Love Letters to Gloucester ~ Summer 2013 is a ten minute film compiled from butterfly films in progress and scenes from short films created for my community during the summer of 2013.

Special thanks to the Ciaramitaro Family and my Good Morning Gloucester friends and family.

Stay until after all credits roll to see a preview of films yet to come!

Cast In Order of Appearance:

Good Harbor Beach Surfers, Pat Ciaramitaro, Dante Holding, Amanda Mohan, Vanessa Linquata, Greasy Pole Walkers, Nicky Avelis, Sleepy Pallazolla Family, Crazy Hat Ladies Robyn & Amy Clayton, Alicia Cox, Chris DeWolfe, Joey Ciaramitaro, Bex Borden, Toby Pett, Ed Collard, Melissa Cox, Craig Kimberley, Brian M. O’Connor, Captain Heath Ellis, Captain Tom Ellis, Donna Ardizonni, Cathy Kelley, Lillian LoGrasso, Rick Doucette, Felicia Ciaramitaro Mohan, Barry Mohan, Hannah Kimberley, Ron Gilson, Joan Gilson, BJ Mohan, Eloise Ciaramitaro, Madeline Ciaramitaro, Kathy Ryan, Bob Ryan

Creatures in Order of Appearance:

Great Blue Heron
Good Harbor Beach Harbor Seal
Mama Kildeer Searching for Baby Kildeer
Pair of Whimbrels
Shivering Monarch Butterfly Found at Daybreak
Eastern Tiger Swallowtail
Llama
Donkeys Zack & Abe
Black Swallowtail Butterfly
Luna Moth
Green Darner Dragonfly Migration
Eastern Point Light House Monarch

Links to Summer 2013 Film Projects:

Beauty on the Wing ~ Life Story of the Monarch Butterfly
Life Story of the Black Swallowtail Butterfly
Walking for Loved Ones ~ Sunday Greasy Pole Winner Nicky Avelis
Parade of Sails ~ Schooner Festival 2013
The Good Harbor Beach Seal PSA
Gifts of Gold Red Carpet Interviews
Good Harbor Beach Sunrise ft. the Great Blue Heron
Sunset Sail Aboard the Schooner Thomas E. Lannon
Happy Horribles
A Luna Moth Takes Flight

Video: Good Harbor Beach Sunrise

Good Harbor Beach, with Great Blue Heron and mini time-lapse sunrise towards the end.

Oftentimes I see herons, gulls, and crows fishing peaceably together at daybreak.
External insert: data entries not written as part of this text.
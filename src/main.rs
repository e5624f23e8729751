use std::io::{self, BufRead, Write};
use std::path::PathBuf;
use std::sync::Arc;
use std::time::Duration;

use anyhow::{Context, Result};
use clap::Parser;
use tracing::info;
use tracing_subscriber::{fmt, EnvFilter};

use feed_tabulator::feed::HttpFeedSource;
use feed_tabulator::geocode::{BoundaryResolver, GeoJsonFileResolver, NominatimResolver};
use feed_tabulator::pipeline::{PipelineOptions, PipelineRequest, TracingObserver};
use feed_tabulator::transform::DuplicatePolicy;

/// Fetch a municipal open-data feed and write it out as typed, geo-filtered tables.
#[derive(Parser, Debug)]
#[command(author, version, about)]
struct Args {
    /// Feed URL, e.g. https://api.nanaimo.ca/dataservice/v1/sql/BusinessLicences/
    url: Option<String>,

    /// Primary-key column of the dataset.
    primary_key: Option<String>,

    /// Place whose boundary rows must fall inside.
    #[arg(long)]
    place: Option<String>,

    /// Reference timezone for the `datetime` column.
    #[arg(long)]
    timezone: Option<String>,

    /// Directory to write outputs into.
    #[arg(long)]
    output_dir: Option<PathBuf>,

    /// File name of the compacted CSV.
    #[arg(long)]
    compressed_name: Option<String>,

    /// Keep only the first row for each primary key.
    #[arg(long)]
    dedupe: bool,

    /// Read the boundary from a GeoJSON file instead of querying Nominatim.
    #[arg(long)]
    boundary_file: Option<PathBuf>,

    /// HTTP timeout in seconds.
    #[arg(long, default_value_t = 30)]
    timeout_secs: u64,
}

fn main() -> Result<()> {
    fmt()
        .with_env_filter(EnvFilter::try_from_default_env().unwrap_or_else(|_| "info".into()))
        .init();

    let args = Args::parse();

    let (url, primary_key) = match (args.url.clone(), args.primary_key.clone()) {
        (Some(url), Some(key)) => (url, key),
        _ => {
            let mut input = io::stdin().lock();
            let url = prompt(&mut input, "Enter API URL: ")?;
            let key = prompt(&mut input, "Enter primary key of dataset: ")?;
            (url, key)
        }
    };

    let request = PipelineRequest {
        url,
        primary_key,
        options: options_from(&args),
    };

    let timeout = Duration::from_secs(args.timeout_secs);
    let source = HttpFeedSource::new(timeout)?;
    let resolver: Box<dyn BoundaryResolver> = match &args.boundary_file {
        Some(path) => Box::new(GeoJsonFileResolver::new(path)),
        None => Box::new(NominatimResolver::new(timeout)?),
    };

    info!(url = %request.url, "getting data from api");
    let summary = request
        .run(&source, resolver.as_ref())
        .with_context(|| format!("processing feed {}", request.url))?;

    info!(
        dataset = %summary.dataset,
        rows = summary.rows,
        columns = summary.columns,
        "data saved to {} and {}",
        summary.outputs.csv.display(),
        summary.outputs.parquet.display()
    );
    info!(
        "memory usage before reduction: {} KB, after: {} KB",
        kb(summary.bytes_before as u64),
        kb(summary.bytes_after as u64)
    );
    info!(
        "compressed file size: {} KB ({})",
        kb(summary.gzip_bytes),
        summary.outputs.gzip_csv.display()
    );
    Ok(())
}

fn options_from(args: &Args) -> PipelineOptions {
    let mut options = PipelineOptions {
        observer: Some(Arc::new(TracingObserver)),
        ..PipelineOptions::default()
    };
    if let Some(place) = &args.place {
        options.place_name = place.clone();
    }
    if let Some(tz) = &args.timezone {
        options.timezone = tz.clone();
    }
    if let Some(dir) = &args.output_dir {
        options.output_dir = dir.clone();
    }
    if let Some(name) = &args.compressed_name {
        options.compressed_file_name = name.clone();
    }
    if args.dedupe {
        options.duplicate_policy = DuplicatePolicy::KeepFirst;
    }
    options
}

fn prompt(input: &mut impl BufRead, message: &str) -> Result<String> {
    print!("{message}");
    io::stdout().flush()?;
    let mut line = String::new();
    input.read_line(&mut line).context("reading from stdin")?;
    Ok(line.trim().to_string())
}

/// Bytes to whole kilobytes, rounded to nearest.
fn kb(bytes: u64) -> u64 {
    (bytes + 500) / 1000
}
Not this morning! The heron vigorously defends its territory, while the crow has a reputation for stealing what others catch, and both are very hungry. Look for the heron eating an eel at about @1 minute 40 seconds.

No borrowed music in this mini film; the sound of crickets, shorebirds, surf, and train whistle make a song of their own, and I really wanted the heron’s loud quarking heard. Creating these mini films helps to organize B-roll for my Monarch film and the next daybreak video is the foggy morning sunrise with the whimbrels.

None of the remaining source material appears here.